I first encountered the terms “analog” and “digital” in high school physics. While I probably remember more about the pranks my classmates played on our teacher, the terms analog and digital repeatedly popped up in my engineering education. For those of you who had a high school physics teacher NOT named Mr. Founds, we’ll touch on the definitions of these two words and investigate how they relate to product and project management.
Analog vs. Digital
Analog – in layman’s language – means you can select whatever value you want. Think of an old-fashioned radio tuning dial that turns back-and-forth. As you seek a particular frequency, you first hear static, then a mix of static with the music, then the music comes in strongly. If you turn the dial too far, you’re back in the static zone.

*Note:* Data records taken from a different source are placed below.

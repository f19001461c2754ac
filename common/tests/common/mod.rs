use nalgebra::Vector3;
use voxelite_common::{
    physics::{
        collision,
        player::PhysicsPlayer,
        simulation::{MovementMode, PhysicsSystem},
    },
    world::{BlockPos, BlockStore},
};

pub const DT: f64 = 1.0 / 60.0;

pub fn store(blocks: &[(i64, i64, i64)]) -> BlockStore {
    let mut store = BlockStore::new();
    for &pos in blocks {
        store.add_block(pos.into());
    }
    store
}

pub fn player_at(x: f64, y: f64, z: f64) -> PhysicsPlayer {
    PhysicsPlayer::new(Vector3::new(x, y, z)).expect("valid spawn position")
}

/// Step the physics until the player is on the ground, at most `max_frames` times.
pub fn settle(physics: &PhysicsSystem, player: &mut PhysicsPlayer, world: &BlockStore, max_frames: usize) {
    for _ in 0..max_frames {
        if player.is_on_ground() {
            return;
        }
        physics
            .update(player, MovementMode::Normal, DT, world)
            .expect("valid frame");
    }
    panic!("player never landed: {:?}", player);
}

pub fn assert_not_penetrating(player: &PhysicsPlayer, world: &BlockStore) {
    let overlapping: Vec<BlockPos> = collision::overlapping_blocks(player.aabb(), world).collect();
    assert!(
        overlapping.is_empty(),
        "player at {:?} overlaps {:?}",
        player.position(),
        overlapping
    );
}

pub fn approx(a: f64, b: f64) -> bool {
    (a - b).abs() < 1e-9
}
pub mod debug;
pub mod error;
pub mod physics;
pub mod player;
pub mod worker;
pub mod world;
pub mod worldgen;

pub use error::PhysicsError;
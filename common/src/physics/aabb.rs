use crate::PhysicsError;
use nalgebra::Vector3;

/// An axis-aligned bounding box described by its center and half-extents.
///
/// The `min` and `max` corners are cached and recomputed every time the center or the size
/// changes, they are never modified on their own.
#[derive(Debug, Clone, Copy, PartialEq)]
pub struct AABB {
    center: Vector3<f64>,
    half_extents: Vector3<f64>,
    min: Vector3<f64>,
    max: Vector3<f64>,
}

impl AABB {
    /// Create a new AABB box. Fails if a half-extent is negative or not finite.
    pub fn new(center: Vector3<f64>, (h_x, h_y, h_z): (f64, f64, f64)) -> Result<Self, PhysicsError> {
        check_extents(h_x, h_y, h_z)?;
        Ok(Self::from_valid(center, Vector3::new(h_x, h_y, h_z)))
    }

    /// Create an AABB box of cubic shape
    pub fn new_cube(center: Vector3<f64>, half_size: f64) -> Result<Self, PhysicsError> {
        Self::new(center, (half_size, half_size, half_size))
    }

    /// Build a box from half-extents that are already known to be valid.
    pub(crate) fn from_valid(center: Vector3<f64>, half_extents: Vector3<f64>) -> Self {
        let mut aabb = AABB {
            center,
            half_extents,
            min: center,
            max: center,
        };
        aabb.update_bounds();
        aabb
    }

    fn update_bounds(&mut self) {
        self.min = self.center - self.half_extents;
        self.max = self.center + self.half_extents;
    }

    pub fn set_center(&mut self, center: Vector3<f64>) {
        self.center = center;
        self.update_bounds();
    }

    /// Change the half-extents of the box. The box is left untouched on error.
    pub fn set_size(&mut self, (h_x, h_y, h_z): (f64, f64, f64)) -> Result<(), PhysicsError> {
        check_extents(h_x, h_y, h_z)?;
        self.half_extents = Vector3::new(h_x, h_y, h_z);
        self.update_bounds();
        Ok(())
    }

    /// Translate the box
    pub fn offset(&mut self, dx: f64, dy: f64, dz: f64) {
        self.center += Vector3::new(dx, dy, dz);
        self.update_bounds();
    }

    /// Return true if the two boxes overlap with a non-zero volume.
    /// Boxes that only share a face, an edge or a corner don't intersect.
    pub fn intersects(&self, other: &AABB) -> bool {
        self.max.x > other.min.x
            && self.min.x < other.max.x
            && self.max.y > other.min.y
            && self.min.y < other.max.y
            && self.max.z > other.min.z
            && self.min.z < other.max.z
    }

    /// Return true if the point is inside the box, faces included.
    pub fn contains_point(&self, p: Vector3<f64>) -> bool {
        p.x >= self.min.x
            && p.x <= self.max.x
            && p.y >= self.min.y
            && p.y <= self.max.y
            && p.z >= self.min.z
            && p.z <= self.max.z
    }

    pub fn center(&self) -> Vector3<f64> {
        self.center
    }

    pub fn half_extents(&self) -> Vector3<f64> {
        self.half_extents
    }

    pub fn min(&self) -> Vector3<f64> {
        self.min
    }

    pub fn max(&self) -> Vector3<f64> {
        self.max
    }
}

fn check_extents(h_x: f64, h_y: f64, h_z: f64) -> Result<(), PhysicsError> {
    let valid = |h: f64| h.is_finite() && h >= 0.0;
    if valid(h_x) && valid(h_y) && valid(h_z) {
        Ok(())
    } else {
        Err(PhysicsError::InvalidExtents(h_x, h_y, h_z))
    }
}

In Houston, I enjoy listening to 89.3FM. With a digital device, there are exact increments, and your radio “dial” will lock onto specific stations. So, in my car, I tune from 89.1 (static) to 89.3 (music) to 89.5 (static). The “digital” increment on my car radio is 0.2 on the FM frequency.
Waterfall Project Management
Waterfall project management has fallen out of favor in recent years. I believe there is a place for waterfall project management, especially in the space of tangible product development. In general, waterfall suggests upfront planning and a detailed list of features and requirements for the new product. Usually, detailed schedules are created during early project planning phases, with assigned tasks and resources.
Agile Project Management
While extensive upfront planning can work for projects with low levels of technical uncertainty and low levels of requirements uncertainty, waterfall fails to be flexible and adaptable to changing customer needs throughout the project lifecycle. When the schedule is disrupted, the plan must be re-created and tasks dependent on other tasks fall behind schedule.
Agile project management promises flexibility by planning just the minimum work necessary to build a minimum set of features (often called an MVP, minimum viable product). Teams and tasks are designed to be isolated from interruptions (dependencies). Autonomy and empowerment are key to success in Agile implementations.
Agile is Digital Waterfall
The drawback, I believe, of many Agile implementations is a heavy emphasis on the ceremonies and artifacts of the process. Instead of using these elements as tools to assist development work, some Agile teams use the ceremonies and artifacts in the same way waterfall teams use upfront planning tools (e.g., Gantt charts and critical path analysis). The sprint increment in Agile becomes a set of planning meetings that could have been handled with a larger, upfront activity in waterfall. In essence, sprints tune the radio at specific frequency increments while waterfall can spin the dial to get close to the final result.
WAGILE Product Development Meets in the Middle
Some of the equipment I used in engineering school had a combination of analog and digital tuning. You used the digital selection to get to the right range of data (e.g., the left end of the radio dial) while you used analog tuning to get to the specific reading (e.g., 89.3 FM). Other pieces of equipment were the opposite – using analog selection to get within range and digital selection for a specific, known incremental value. Regardless of the device, the benefits of combining analog and digital were obvious and well above analog-alone or digital-alone.
WAGILE product development is much the same. We use a hybrid project management model, picking the best aspects of waterfall and of Agile. (Thus, the name – WAGILE.) Overlaying incremental feature development with frequent customer interactions onto a disciplined, risk-balanced staged-and-gated process can lead to faster development times and increased customer satisfaction.